李 松，劉紅堅(jiān)，劉 欣，劉俊仙，余坤興，盧曼曼，劉麗敏，何毅波

（廣西壯族自治區(qū)農(nóng)業(yè)科學(xué)院甘蔗研究所，廣西蔗糖產(chǎn)業(yè)協(xié)同創(chuàng)新中心，廣西 南寧 530007）

甘蔗開(kāi)放式組織培養(yǎng)快繁技術(shù)研究

李 松，劉紅堅(jiān)，劉 欣，劉俊仙，余坤興，盧曼曼，劉麗敏，何毅波

（廣西壯族自治區(qū)農(nóng)業(yè)科學(xué)院甘蔗研究所，廣西蔗糖產(chǎn)業(yè)協(xié)同創(chuàng)新中心，廣西 南寧 530007）

以濃度為1 000 mg/L次氯酸鈉為抑菌劑，在甘蔗開(kāi)放式組織培養(yǎng)條件下，對(duì)MS培養(yǎng)基中的無(wú)機(jī)鹽、蔗糖、激素等因素進(jìn)行調(diào)整試驗(yàn)，觀察甘蔗腋芽誘導(dǎo)分化芽數(shù)、增殖情況等。

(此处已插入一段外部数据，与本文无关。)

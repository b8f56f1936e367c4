//! Templates: the fields translated for one path of a domain.
//!
//! A [`Template`] is bound to one path. The [`FallbackTemplate`] has none and
//! is tried after every path template failed to apply.

use futures::future::join_all;
use indexmap::IndexMap;
use serde::{Deserialize, Serialize};
use tracing::{debug, warn};

use crate::error::{ConfigError, ConfigResult, Result, TranslationError};
use crate::field::{FieldOutput, TemplateField};
use crate::types::citation::Citation;
use crate::types::definitions::{
    FallbackTemplateDefinition, ProcedureDefinition, SelectionDefinition,
    TemplateDefinition, TemplateFieldDefinition, TransformationDefinition,
};
use crate::types::field_name::FieldName;
use crate::types::webpage::Webpage;

/// Result of translating a webpage with one template.
#[derive(Debug, Clone, PartialEq, Eq, Serialize, Deserialize)]
pub struct TemplateOutput {
    pub domain: String,

    /// `None` for the fallback template
    pub path: Option<String>,

    pub label: Option<String>,

    /// Output of each field, in template order
    pub fields: Vec<FieldOutput>,

    /// Every field applicable
    pub applicable: bool,

    /// Assembled from the valid non-control fields when applicable
    pub citation: Option<Citation>,
}

impl TemplateOutput {
    /// Output of the field named `name`.
    pub fn field(&self, name: FieldName) -> Option<&FieldOutput> {
        self.fields.iter().find(|f| f.name == name)
    }
}

/// Fields keyed by name, in insertion order; later duplicates are dropped.
#[derive(Debug, Clone, Default, PartialEq, Eq)]
struct FieldSet {
    fields: IndexMap<FieldName, TemplateField>,
}

impl FieldSet {
    fn from_fields(fields: impl IntoIterator<Item = TemplateField>) -> Self {
        let mut set = Self::default();
        for field in fields {
            set.insert(field);
        }
        set
    }

    fn from_definitions(definitions: &[TemplateFieldDefinition]) -> Self {
        Self::from_fields(definitions.iter().filter_map(|definition| {
            TemplateField::create(definition)
                .map_err(|e| {
                    warn!(field = %definition.fieldname, error = %e, "Skipping invalid template field");
                })
                .ok()
        }))
    }

    fn insert(&mut self, field: TemplateField) {
        if self.fields.contains_key(&field.name()) {
            warn!(field = %field.name(), "Duplicate template field ignored");
            return;
        }
        self.fields.insert(field.name(), field);
    }

    fn iter(&self) -> impl Iterator<Item = &TemplateField> {
        self.fields.values()
    }

    fn to_definitions(&self) -> Vec<TemplateFieldDefinition> {
        self.iter().map(TemplateField::to_definition).collect()
    }

    async fn translate(&self, target: &Webpage) -> Result<(Vec<FieldOutput>, bool, Option<Citation>)> {
        let fields = join_all(self.iter().map(|field| field.translate(target)))
            .await
            .into_iter()
            .collect::<Result<Vec<_>>>()?;

        let applicable = fields.iter().all(|f| f.applicable);
        let citation = applicable.then(|| {
            let mut citation = Citation::new(target.url());
            for field in fields.iter().filter(|f| f.valid && !f.control) {
                citation.apply(field.name, &field.values());
            }
            citation
        });

        Ok((fields, applicable, citation))
    }
}

/// A template bound to one path of a domain.
#[derive(Debug, Clone, PartialEq, Eq)]
pub struct Template {
    domain: String,
    path: String,
    label: Option<String>,
    fields: FieldSet,
}

impl Template {
    /// An empty template for `path`, which must be an absolute URL path.
    pub fn new(domain: impl Into<String>, path: impl Into<String>) -> ConfigResult<Self> {
        let path = path.into();
        if !path.starts_with('/') {
            return Err(ConfigError::InvalidPath(path));
        }
        Ok(Self {
            domain: domain.into().to_ascii_lowercase(),
            path,
            label: None,
            fields: FieldSet::default(),
        })
    }

    pub fn with_label(mut self, label: impl Into<String>) -> Self {
        self.label = Some(label.into());
        self
    }

    /// Set the fields; later duplicates of a name are dropped.
    pub fn with_fields(mut self, fields: impl IntoIterator<Item = TemplateField>) -> Self {
        self.fields = FieldSet::from_fields(fields);
        self
    }

    /// Build a template of `domain` from its definition.
    ///
    /// An invalid path is fatal; invalid fields are logged and skipped.
    pub fn create(domain: impl Into<String>, definition: &TemplateDefinition) -> ConfigResult<Self> {
        let mut template = Self::new(domain, definition.path.clone())?;
        template.label = definition.label.clone();
        template.fields = FieldSet::from_definitions(&definition.fields);
        Ok(template)
    }

    pub fn domain(&self) -> &str {
        &self.domain
    }

    pub fn path(&self) -> &str {
        &self.path
    }

    pub fn label(&self) -> Option<&str> {
        self.label.as_deref()
    }

    pub fn fields(&self) -> impl Iterator<Item = &TemplateField> {
        self.fields.iter()
    }

    pub fn to_definition(&self) -> TemplateDefinition {
        TemplateDefinition {
            path: self.path.clone(),
            label: self.label.clone(),
            fields: self.fields.to_definitions(),
        }
    }

    /// Translate `target`, which must belong to the template's domain.
    pub async fn translate(&self, target: &Webpage) -> Result<TemplateOutput> {
        check_domain(&self.domain, target)?;

        let (fields, applicable, citation) = self.fields.translate(target).await?;
        debug!(
            domain = %self.domain,
            path = %self.path,
            target = target.url(),
            applicable,
            "Template translated"
        );

        Ok(TemplateOutput {
            domain: self.domain.clone(),
            path: Some(self.path.clone()),
            label: self.label.clone(),
            fields,
            applicable,
            citation,
        })
    }
}

/// The path-less template tried last.
#[derive(Debug, Clone, PartialEq, Eq)]
pub struct FallbackTemplate {
    domain: String,
    label: Option<String>,
    fields: FieldSet,
}

impl FallbackTemplate {
    pub fn new(domain: impl Into<String>) -> Self {
        Self {
            domain: domain.into().to_ascii_lowercase(),
            label: None,
            fields: FieldSet::default(),
        }
    }

    pub fn with_label(mut self, label: impl Into<String>) -> Self {
        self.label = Some(label.into());
        self
    }

    pub fn with_fields(mut self, fields: impl IntoIterator<Item = TemplateField>) -> Self {
        self.fields = FieldSet::from_fields(fields);
        self
    }

    /// Build the fallback template of `domain`; invalid fields are skipped.
    pub fn create(domain: impl Into<String>, definition: &FallbackTemplateDefinition) -> Self {
        Self {
            domain: domain.into().to_ascii_lowercase(),
            label: definition.label.clone(),
            fields: FieldSet::from_definitions(&definition.fields),
        }
    }

    /// A fallback reproducing Citoid's own citation.
    ///
    /// Every field reads the Citoid key of the same name, except `publishedIn`
    /// (`publicationTitle`) and `publishedBy` (`publisher`). Dates are
    /// normalized.
    pub fn citoid_default(domain: impl Into<String>) -> Self {
        let field = |name: FieldName, key: &str| TemplateFieldDefinition {
            fieldname: name.to_string(),
            procedures: vec![ProcedureDefinition {
                selections: vec![SelectionDefinition {
                    kind: "citoid".to_string(),
                    config: key.to_string(),
                }],
                transformations: if name == FieldName::Date {
                    vec![TransformationDefinition {
                        kind: "date".to_string(),
                        config: String::new(),
                        itemwise: None,
                    }]
                } else {
                    vec![]
                },
            }],
            required: name.force_required(),
        };

        Self::create(
            domain,
            &FallbackTemplateDefinition {
                label: Some("Citoid".to_string()),
                fields: vec![
                    field(FieldName::ItemType, "itemType"),
                    field(FieldName::Title, "title"),
                    field(FieldName::AuthorFirst, "authorFirst"),
                    field(FieldName::AuthorLast, "authorLast"),
                    field(FieldName::Date, "date"),
                    field(FieldName::PublishedIn, "publicationTitle"),
                    field(FieldName::PublishedBy, "publisher"),
                    field(FieldName::Language, "language"),
                ],
            },
        )
    }

    pub fn domain(&self) -> &str {
        &self.domain
    }

    pub fn label(&self) -> Option<&str> {
        self.label.as_deref()
    }

    pub fn fields(&self) -> impl Iterator<Item = &TemplateField> {
        self.fields.iter()
    }

    pub fn to_definition(&self) -> FallbackTemplateDefinition {
        FallbackTemplateDefinition {
            label: self.label.clone(),
            fields: self.fields.to_definitions(),
        }
    }

    pub async fn translate(&self, target: &Webpage) -> Result<TemplateOutput> {
        check_domain(&self.domain, target)?;

        let (fields, applicable, citation) = self.fields.translate(target).await?;
        debug!(
            domain = %self.domain,
            target = target.url(),
            applicable,
            "Fallback template translated"
        );

        Ok(TemplateOutput {
            domain: self.domain.clone(),
            path: None,
            label: self.label.clone(),
            fields,
            applicable,
            citation,
        })
    }
}

fn check_domain(domain: &str, target: &Webpage) -> Result<()> {
    if target.domain() != domain {
        return Err(TranslationError::CrossDomain {
            template_domain: domain.to_string(),
            target_domain: target.domain().to_string(),
        });
    }
    Ok(())
}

結(jié)果表明：（1）在抑菌劑作用下，污染率高低與無(wú)機(jī)鹽濃度、6-BA濃度高低不呈相關(guān)性，但污染率隨蔗糖濃度的提高而提高；（2）無(wú)機(jī)鹽濃度、蔗糖濃度高低對(duì)甘蔗腋芽誘導(dǎo)分化有影響，規(guī)律性不明顯；甘蔗腋芽誘導(dǎo)分化率隨6-BA濃度的提高而提高；（3）無(wú)機(jī)鹽、6-BA、蔗糖等因素隨濃度的增加對(duì)芽的繁殖有促進(jìn)作用。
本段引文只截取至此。